TdP.- ¿Se interpreta de la misma forma el sufrimiento por angustia en el niño que en los adultos, o se minimiza pensando que son rabietas, maneras de llamar la atención, etc.?
Antònia Grimalt.- Por desgracia abundan las situaciones en que los padres, por sus propios problemas, trabajo, estrés, dificultades económicas, etc., no pueden ser receptivos a la ansiedad que puede experimentar el niño. Como no son ellos los que la sufren no son capaces de hacerse eco y empatizar, y lo transforman en una cuestión de que hay que “educar al niño y no hacer caso de sus tonterías”. Desgraciadamente algunos sistemas educativos en las escuelas que siguen el procedimiento de castigar a los niños, aislándoles del grupo y mandándoles a la “silla de pensar”, están cayendo en este mismo estereotipo. El niño que actúa sus ansiedades a través del comportamiento, no es capaz de pensar si no se le ayuda y lo que se fomenta con ello es un sistema de actuaciones en espiral con sus correspondientes castigos (aunque supuestamente no tienen la apariencia de castigo), que no contienen la ansiedad sino que fomentan la desesperación, instaurando un círculo vicioso.
TdP.- Y para terminar, ¿cómo abordamos los psicoanalistas las crisis de angustia?

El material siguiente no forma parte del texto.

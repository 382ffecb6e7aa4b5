//! [`CoinIssuer`] backed by an HTTP issuance relay.
//!
//! The relay holds the signer. `POST /coins` deploys a coin and answers
//! `{hash, address}`; `POST /trades` executes a swap and answers `{hash}`.
//! Failures come back as `{error, txHash?}` with a non-2xx status.

use async_trait::async_trait;
use reqwest::Client;
use serde::Deserialize;
use serde_json::Value;

use super::{CoinDeployment, CoinIssuer, CreateCoinRequest, TradeReceipt, TradeRequest};
use crate::error::{IssuanceError, IssuanceResult};

#[derive(Debug, Deserialize)]
#[serde(rename_all = "camelCase")]
struct RelayReply {
    hash: Option<String>,
    tx_hash: Option<String>,
    address: Option<String>,
}

impl RelayReply {
    /// `hash`, falling back to `txHash`.
    fn into_tx_hash(self) -> IssuanceResult<String> {
        self.hash
            .or(self.tx_hash)
            .ok_or_else(|| IssuanceError::new("Relay response has no transaction hash"))
    }
}

#[derive(Debug, Clone)]
pub struct RelayIssuer {
    http: Client,
    base_url: String,
}

impl RelayIssuer {
    pub fn new(base_url: impl Into<String>) -> Self {
        Self::with_client(Client::new(), base_url)
    }

    pub fn with_client(http: Client, base_url: impl Into<String>) -> Self {
        let base_url = base_url.into().trim_end_matches('/').to_string();
        Self { http, base_url }
    }

    async fn post<T: serde::Serialize>(&self, path: &str, body: &T) -> IssuanceResult<RelayReply> {
        let url = format!("{}{}", self.base_url, path);
        let response = self.http.post(&url).json(body).send().await?;
        let status = response.status();
        let text = response.text().await?;
        let value: Value = serde_json::from_str(&text).unwrap_or(Value::Null);

        if !status.is_success() {
            let message = value
                .get("error")
                .and_then(Value::as_str)
                .map(str::to_string)
                .unwrap_or_else(|| format!("Issuance relay returned {}", status));
            let mut err = IssuanceError::new(message);
            if let Some(hash) = value.get("txHash").and_then(Value::as_str) {
                err = err.with_tx_hash(hash);
            }
            return Err(err);
        }

        serde_json::from_value(value)
            .map_err(|e| IssuanceError::new(format!("Invalid relay response: {}", e)))
    }
}

#[async_trait]
impl CoinIssuer for RelayIssuer {
    async fn create_coin(&self, request: CreateCoinRequest) -> IssuanceResult<CoinDeployment> {
        let mut reply = self.post("/coins", &request).await?;
        let address = reply.address.take();
        Ok(CoinDeployment { tx_hash: reply.into_tx_hash()?, address })
    }

    async fn trade_coin(&self, request: TradeRequest) -> IssuanceResult<TradeReceipt> {
        let reply = self.post("/trades", &request).await?;
        Ok(TradeReceipt { tx_hash: reply.into_tx_hash()? })
    }
}

#[cfg(test)]
mod tests {
    use super::*;
    use crate::issuance::{classify_mint, Currency, MintOutcome, TradeDirection, TIMEOUT_MARKER};
    use crate::test_support::spawn_router;
    use axum::{http::StatusCode, routing::post, Json, Router};
    use serde_json::json;

    fn coin_request(name: &str) -> CreateCoinRequest {
        CreateCoinRequest {
            name: name.into(),
            symbol: "ART".into(),
            uri: "ipfs://meta".into(),
            payout_recipient: "0xCreator".into(),
            chain_id: 8453,
            currency: Currency::Eth,
        }
    }

    async fn spawn_relay() -> String {
        let router = Router::new()
            .route(
                "/coins",
                post(|Json(body): Json<Value>| async move {
                    match body["name"].as_str() {
                        Some("slow") => (
                            StatusCode::GATEWAY_TIMEOUT,
                            Json(json!({"error": format!("{} with hash 0xslow", TIMEOUT_MARKER), "txHash": "0xslow"})),
                        ),
                        Some("broken") => (StatusCode::INTERNAL_SERVER_ERROR, Json(json!({}))),
                        Some("both") => (
                            StatusCode::OK,
                            Json(json!({"hash": "0xtx", "txHash": "0xtx", "address": "0xCoin"})),
                        ),
                        Some("legacy") => (StatusCode::OK, Json(json!({"txHash": "0xold", "address": "0xCoin"}))),
                        _ => (StatusCode::OK, Json(json!({"hash": "0xtx", "address": "0xCoin"}))),
                    }
                }),
            )
            .route(
                "/trades",
                post(|Json(body): Json<Value>| async move {
                    assert_eq!(body["direction"], "sell");
                    assert_eq!(body["amountIn"], "1500");
                    Json(json!({"hash": "0xtrade"}))
                }),
            );
        format!("http://{}/", spawn_router(router).await)
    }

    #[tokio::test]
    async fn test_create_coin() {
        let relay = RelayIssuer::new(spawn_relay().await);
        let deployment = relay.create_coin(coin_request("Sunset")).await.unwrap();
        assert_eq!(deployment.tx_hash, "0xtx");
        assert_eq!(deployment.address.as_deref(), Some("0xCoin"));
    }

    #[tokio::test]
    async fn test_hash_key_variants() {
        let relay = RelayIssuer::new(spawn_relay().await);

        let deployment = relay.create_coin(coin_request("both")).await.unwrap();
        assert_eq!(deployment.tx_hash, "0xtx");
        assert_eq!(deployment.address.as_deref(), Some("0xCoin"));

        let deployment = relay.create_coin(coin_request("legacy")).await.unwrap();
        assert_eq!(deployment.tx_hash, "0xold");
    }

    #[tokio::test]
    async fn test_timeout_keeps_hash() {
        let relay = RelayIssuer::new(spawn_relay().await);
        let outcome = classify_mint(relay.create_coin(coin_request("slow")).await);
        assert_eq!(outcome, MintOutcome::Pending { tx_hash: Some("0xslow".into()) });
    }

    #[tokio::test]
    async fn test_error_without_message() {
        let relay = RelayIssuer::new(spawn_relay().await);
        let err = relay.create_coin(coin_request("broken")).await.unwrap_err();
        assert!(err.message.contains("500"));
        assert_eq!(err.tx_hash, None);
    }

    #[tokio::test]
    async fn test_trade() {
        let relay = RelayIssuer::new(spawn_relay().await);
        let receipt = relay
            .trade_coin(TradeRequest {
                direction: TradeDirection::Sell,
                coin_address: "0xCoin".into(),
                amount_in: "1500".into(),
                slippage: 0.15,
                trader: "0xTrader".into(),
                chain_id: 8453,
            })
            .await
            .unwrap();
        assert_eq!(receipt.tx_hash, "0xtrade");
    }
}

Antònia Grimalt.- El primer paso para abordar la angustia es reconocerla, y a veces es difícil. Antes de hacer una indicación terapéutica específica para el niño creo que es importante valorar el contexto familiar, las capacidades de contención de los padres y sus posibilidades de escuchar y ayudar al niño. Si no, existe el riesgo de que los padres depositen al niño en el tratamiento como una actividad extraescolar más y se desentiendan.

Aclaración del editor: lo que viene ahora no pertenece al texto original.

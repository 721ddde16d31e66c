//! Roll animation state machine
//!
//! A roll shuffles random faces on every painted frame until the configured
//! duration has elapsed, then settles on one final random pair. Pacing is
//! purely time based: a slow display shows fewer shuffle frames, never a
//! longer roll.

use rand::Rng;
use std::time::{Duration, Instant};

use crate::duel::types::{DieValue, RollOutcome};

/// Duration used when the caller does not pick one.
pub const DEFAULT_ROLL_DURATION: Duration = Duration::from_millis(700);

/// Monotonic time source.
pub trait Clock {
    /// Time since an arbitrary fixed origin.
    fn now(&self) -> Duration;
}

/// Blocks (or yields) until the host is ready to paint the next frame.
pub trait FrameScheduler {
    fn next_frame(&mut self);
}

/// Wall clock backed by [`Instant`].
#[derive(Debug, Clone, Copy)]
pub struct SystemClock {
    origin: Instant,
}

impl SystemClock {
    pub fn new() -> Self {
        Self {
            origin: Instant::now(),
        }
    }
}

impl Default for SystemClock {
    fn default() -> Self {
        Self::new()
    }
}

impl Clock for SystemClock {
    fn now(&self) -> Duration {
        self.origin.elapsed()
    }
}

/// Frame scheduler for terminals: sleeps one frame interval per frame.
#[derive(Debug, Clone, Copy)]
pub struct SleepScheduler {
    pub frame_interval: Duration,
}

impl SleepScheduler {
    pub fn from_fps(fps: u32) -> Self {
        Self {
            frame_interval: Duration::from_secs_f64(1.0 / f64::from(fps.max(1))),
        }
    }
}

impl Default for SleepScheduler {
    fn default() -> Self {
        Self {
            frame_interval: Duration::from_millis(16),
        }
    }
}

impl FrameScheduler for SleepScheduler {
    fn next_frame(&mut self) {
        std::thread::sleep(self.frame_interval);
    }
}

#[derive(Clone, Copy, Debug, PartialEq, Eq)]
pub enum RollPhase {
    Idle,
    Animating { started_at: Duration },
    Settled(RollOutcome),
}

/// What to paint for one frame.
#[derive(Clone, Copy, Debug, PartialEq, Eq)]
pub enum FrameStep {
    /// Intermediate random faces; another frame follows.
    Shuffle(DieValue, DieValue),
    /// Final faces. Emitted exactly once per roll.
    Settle(RollOutcome),
}

impl FrameStep {
    pub fn faces(&self) -> (DieValue, DieValue) {
        match *self {
            FrameStep::Shuffle(a, b) => (a, b),
            FrameStep::Settle(outcome) => (outcome.player1, outcome.player2),
        }
    }
}

#[derive(Clone, Debug)]
pub struct RollAnimator {
    phase: RollPhase,
    duration: Duration,
}

impl Default for RollAnimator {
    fn default() -> Self {
        Self::new(DEFAULT_ROLL_DURATION)
    }
}

impl RollAnimator {
    pub fn new(duration: Duration) -> Self {
        Self {
            phase: RollPhase::Idle,
            duration,
        }
    }

    pub fn phase(&self) -> RollPhase {
        self.phase
    }

    pub fn duration(&self) -> Duration {
        self.duration
    }

    pub fn is_animating(&self) -> bool {
        matches!(self.phase, RollPhase::Animating { .. })
    }

    /// Begin a roll at `now`. Refused while a roll is already in flight.
    pub fn start(&mut self, now: Duration) -> bool {
        if self.is_animating() {
            return false;
        }
        self.phase = RollPhase::Animating { started_at: now };
        true
    }

    /// Advance by one painted frame. Returns `None` when no roll is running.
    pub fn step(&mut self, now: Duration, rng: &mut impl Rng) -> Option<FrameStep> {
        let RollPhase::Animating { started_at } = self.phase else {
            return None;
        };

        let elapsed = now.saturating_sub(started_at);
        if elapsed < self.duration {
            Some(FrameStep::Shuffle(
                DieValue::random(rng),
                DieValue::random(rng),
            ))
        } else {
            let outcome = RollOutcome::random(rng);
            self.phase = RollPhase::Settled(outcome);
            Some(FrameStep::Settle(outcome))
        }
    }
}

/// Run one complete roll: wait for a frame, step, paint, repeat until the
/// dice settle. `on_frame` sees every painted pair including the final one.
pub fn animate_roll(
    animator: &mut RollAnimator,
    clock: &impl Clock,
    scheduler: &mut impl FrameScheduler,
    rng: &mut impl Rng,
    mut on_frame: impl FnMut(DieValue, DieValue),
) -> Option<RollOutcome> {
    if !animator.start(clock.now()) {
        return None;
    }

    loop {
        scheduler.next_frame();
        match animator.step(clock.now(), rng)? {
            FrameStep::Shuffle(a, b) => on_frame(a, b),
            FrameStep::Settle(outcome) => {
                on_frame(outcome.player1, outcome.player2);
                return Some(outcome);
            }
        }
    }
}
//! Window front end plugin

use bevy::prelude::*;

use super::render::{MonospaceMeasure, SceneStyle};
use super::roll_control::{
    drive_roll_animation, handle_roll_trigger, update_roll_button, update_roll_texts,
    DuelController,
};
use super::systems::{
    apply_debounced_layout, init_board_layout, paint_board, setup, track_window_changes,
    BoardStyle, PaintedRevision,
};
use super::types::AppSettings;

/// Everything the board needs: resources, startup and per-frame systems.
pub struct DiceDuelPlugin {
    pub settings: AppSettings,
}

impl Plugin for DiceDuelPlugin {
    fn build(&self, app: &mut App) {
        app.insert_resource(self.settings.clone())
            .insert_resource(DuelController::new(&self.settings))
            .insert_resource(BoardStyle {
                scene: SceneStyle::from_settings(&self.settings),
                measure: MonospaceMeasure::default(),
            })
            .init_resource::<PaintedRevision>()
            .add_systems(Startup, (setup, init_board_layout).chain())
            .add_systems(
                Update,
                (
                    track_window_changes,
                    apply_debounced_layout,
                    drive_roll_animation,
                    handle_roll_trigger,
                    update_roll_texts,
                    update_roll_button,
                    paint_board,
                )
                    .chain(),
            );
    }
}
//! Application settings types and persistence
//!
//! Settings live in a JSON file next to the binary (or wherever `--config`
//! points). A missing file means defaults; a broken one is reported and
//! replaced by defaults in memory.

use bevy::color::Color;
use bevy::log::{info, warn};
use bevy::prelude::Resource;
use serde::{Deserialize, Serialize};
use std::path::Path;
use std::time::Duration;

use super::dice::PlayerNames;
use super::layout::LayoutConfig;

pub const DEFAULT_SETTINGS_FILE: &str = "diceduel_settings.json";

// ============================================================================
// Theme
// ============================================================================

/// A CSS color string (`#393E46`, `rgb(57 62 70)`, `teal`, ...).
#[derive(Debug, Clone, PartialEq, Eq, Serialize, Deserialize)]
#[serde(transparent)]
pub struct ColorSetting(pub String);

impl ColorSetting {
    pub fn new(css: &str) -> Self {
        Self(css.to_string())
    }

    pub fn parse(&self) -> Option<Color> {
        let c = csscolorparser::parse(self.0.trim()).ok()?;
        Some(Color::srgba(c.r, c.g, c.b, c.a))
    }

    /// Parse, falling back to `fallback` (with a warning) on malformed input.
    pub fn to_color_or(&self, fallback: &ColorSetting) -> Color {
        match self.parse() {
            Some(color) => color,
            None => {
                warn!("Invalid color '{}', using '{}'", self.0, fallback.0);
                fallback.parse().unwrap_or(Color::WHITE)
            }
        }
    }
}

#[derive(Debug, Clone, PartialEq, Serialize, Deserialize)]
pub struct ThemeSetting {
    #[serde(default = "default_background")]
    pub background: ColorSetting,

    #[serde(default = "default_die_fill")]
    pub die_fill: ColorSetting,

    /// Die outline and pips.
    #[serde(default = "default_die_ink")]
    pub die_ink: ColorSetting,

    #[serde(default = "default_label")]
    pub label: ColorSetting,
}

fn default_background() -> ColorSetting {
    ColorSetting::new("#393E46")
}
fn default_die_fill() -> ColorSetting {
    ColorSetting::new("#FFFFFF")
}
fn default_die_ink() -> ColorSetting {
    ColorSetting::new("#222831")
}
fn default_label() -> ColorSetting {
    ColorSetting::new("#4ECCA3")
}

impl ThemeSetting {
    /// One message per theme color that does not parse.
    pub fn color_problems(&self) -> Vec<String> {
        let defaults = Self::default();
        [
            ("background", &self.background, &defaults.background),
            ("die_fill", &self.die_fill, &defaults.die_fill),
            ("die_ink", &self.die_ink, &defaults.die_ink),
            ("label", &self.label, &defaults.label),
        ]
        .into_iter()
        .filter(|(_, color, _)| color.parse().is_none())
        .map(|(field, color, fallback)| {
            format!(
                "Invalid theme color '{}' for {}, using '{}'",
                color.0, field, fallback.0
            )
        })
        .collect()
    }
}

impl Default for ThemeSetting {
    fn default() -> Self {
        Self {
            background: default_background(),
            die_fill: default_die_fill(),
            die_ink: default_die_ink(),
            label: default_label(),
        }
    }
}

// ============================================================================
// Application settings
// ============================================================================

/// Application settings (read from a JSON file).
#[derive(Debug, Clone, PartialEq, Serialize, Deserialize, Resource)]
pub struct AppSettings {
    #[serde(default)]
    pub layout: LayoutConfig,

    #[serde(default)]
    pub theme: ThemeSetting,

    #[serde(default)]
    pub players: PlayerNames,

    /// How long the shuffle animation runs before the dice settle.
    #[serde(default = "default_roll_duration_ms")]
    pub roll_duration_ms: u64,

    /// Quiet period required after the last window resize.
    #[serde(default = "default_resize_debounce_ms")]
    pub resize_debounce_ms: u64,

    /// Quiet period required after the last scale-factor (orientation) change.
    #[serde(default = "default_orientation_debounce_ms")]
    pub orientation_debounce_ms: u64,
}

fn default_roll_duration_ms() -> u64 {
    800
}
fn default_resize_debounce_ms() -> u64 {
    120
}
fn default_orientation_debounce_ms() -> u64 {
    200
}

impl Default for AppSettings {
    fn default() -> Self {
        Self {
            layout: LayoutConfig::default(),
            theme: ThemeSetting::default(),
            players: PlayerNames::default(),
            roll_duration_ms: default_roll_duration_ms(),
            resize_debounce_ms: default_resize_debounce_ms(),
            orientation_debounce_ms: default_orientation_debounce_ms(),
        }
    }
}

impl AppSettings {
    pub fn roll_duration(&self) -> Duration {
        Duration::from_millis(self.roll_duration_ms)
    }

    pub fn resize_debounce(&self) -> Duration {
        Duration::from_millis(self.resize_debounce_ms)
    }

    pub fn orientation_debounce(&self) -> Duration {
        Duration::from_millis(self.orientation_debounce_ms)
    }

    pub fn from_json(text: &str) -> Result<Self, String> {
        serde_json::from_str(text).map_err(|e| format!("Failed to parse settings: {e}"))
    }

    /// Read settings from `path`. A missing file yields the defaults; an
    /// unreadable or malformed one is an error.
    pub fn try_load_from_file(path: impl AsRef<Path>) -> Result<Self, String> {
        let path = path.as_ref();
        if !path.exists() {
            return Ok(Self::default());
        }

        let contents = std::fs::read_to_string(path)
            .map_err(|e| format!("Failed to read settings file {}: {e}", path.display()))?;
        let settings = Self::from_json(&contents).map_err(|e| format!("{e} ({})", path.display()))?;
        info!("Loaded settings from {}", path.display());
        Ok(settings)
    }

    /// Like [`AppSettings::try_load_from_file`], but logs problems and falls
    /// back to the defaults.
    pub fn load_from_file(path: impl AsRef<Path>) -> Self {
        Self::try_load_from_file(path).unwrap_or_else(|e| {
            warn!("{e}");
            Self::default()
        })
    }

    pub fn save_to_file(&self, path: impl AsRef<Path>) -> Result<(), String> {
        let path = path.as_ref();
        let json = serde_json::to_string_pretty(self)
            .map_err(|e| format!("Failed to encode settings: {e}"))?;
        std::fs::write(path, json)
            .map_err(|e| format!("Failed to write settings to {}: {e}", path.display()))
    }
}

El niño, desde su nacimiento, es víctima de un conflicto interno: su organización psicopatológica remite a este conflicto primitivo relacionado con las imágenes parentales de sus fantasías más arcaicas. Al ser una persona en evolución, con más razón, es importante tratar la dinámica conflictiva subyacente que le permita desencallar su estancamiento y seguir su proceso evolutivo. El espacio de juego que ofrece la terapia de orientación dinámica, la escenificación de conflictos y fantasías y sus posibilidades de metabolización son, en mi opinión, la indicación más adecuada. El ritmo de las sesiones, idealmente, debería depender de la importancia de las dificultades, de la capacidad de elaboración del material analítico entre las sesiones y del grado de las resistencias.

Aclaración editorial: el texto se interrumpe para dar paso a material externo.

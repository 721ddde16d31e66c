//! Dice Duel: a two-player dice roll with a responsive, animated board.

pub mod duel;
//! Whole-board repaint
//!
//! `render_scene` is a pure function of the layout, the two faces and the
//! style. Calling it twice with the same inputs yields the same display list.

use bevy::color::Color;
use bevy::math::{Rect, Vec2};

use crate::duel::types::{AppSettings, Layout, PlayerNames, ThemeSetting};

use super::shape::{draw_die, DieStyle};
use super::surface::{DisplayList, DrawCommand, TextMeasure};

#[derive(Debug, Clone, PartialEq)]
pub struct SceneStyle {
    pub background: Color,
    pub die: DieStyle,
    pub label: Color,
    pub names: PlayerNames,
}

impl Default for SceneStyle {
    fn default() -> Self {
        Self {
            background: Color::srgb_u8(0x39, 0x3E, 0x46),
            die: DieStyle::default(),
            label: Color::srgb_u8(0x4E, 0xCC, 0xA3),
            names: PlayerNames::default(),
        }
    }
}

impl SceneStyle {
    pub fn from_settings(settings: &AppSettings) -> Self {
        let theme = &settings.theme;
        let defaults = ThemeSetting::default();
        Self {
            background: theme.background.to_color_or(&defaults.background),
            die: DieStyle {
                fill: theme.die_fill.to_color_or(&defaults.die_fill),
                ink: theme.die_ink.to_color_or(&defaults.die_ink),
            },
            label: theme.label.to_color_or(&defaults.label),
            names: settings.players.clone(),
        }
    }
}

/// Repaint the whole board showing faces `d1` (player 1) and `d2` (player 2).
pub fn render_scene(
    layout: &Layout,
    d1: u8,
    d2: u8,
    style: &SceneStyle,
    measure: &impl TextMeasure,
) -> DisplayList {
    let mut list = DisplayList::new();
    let surface = Rect::new(0.0, 0.0, layout.css_width, layout.css_height);

    list.push(DrawCommand::Clear { rect: surface });
    list.push(DrawCommand::FillRect {
        rect: surface,
        color: style.background,
    });

    draw_die(
        &mut list,
        Vec2::new(layout.left_x, layout.top_y),
        layout.die_size,
        d1,
        &style.die,
    );
    draw_die(
        &mut list,
        Vec2::new(layout.right_x, layout.top_y),
        layout.die_size,
        d2,
        &style.die,
    );

    let font_size = layout.label_font_size();
    let label_y = layout.label_top();
    for (text, die_x) in [
        (&style.names.player1, layout.left_x),
        (&style.names.player2, layout.right_x),
    ] {
        let center = die_x + layout.die_size / 2.0;
        let width = measure.text_width(text, font_size);
        list.push(DrawCommand::Text {
            text: text.clone(),
            origin: Vec2::new(center - width / 2.0, label_y),
            font_size,
            color: style.label,
        });
    }

    list
}

/// The neutral board shown at startup and after every resize.
pub fn render_scene_at_rest(
    layout: &Layout,
    style: &SceneStyle,
    measure: &impl TextMeasure,
) -> DisplayList {
    render_scene(layout, 1, 1, style, measure)
}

Hay un nivel evolutivo, que creo que es primordial de cara a la prevención y posibilidades de evolución sana: el de las ansiedades en el lactante y las patologías del vínculo primario. Es en estos momentos primitivos donde se fraguan las bases de la personalidad y los patrones de relación con el mundo. Considero que las intervenciones precoces madre-bebé, en este nivel primitivo de relación, de detección y tratamiento de las patologías del vínculo, deberían formar parte de todo el sistema asistencial en salud mental integrado en la red de servicios de preparación al parto y relación postparto.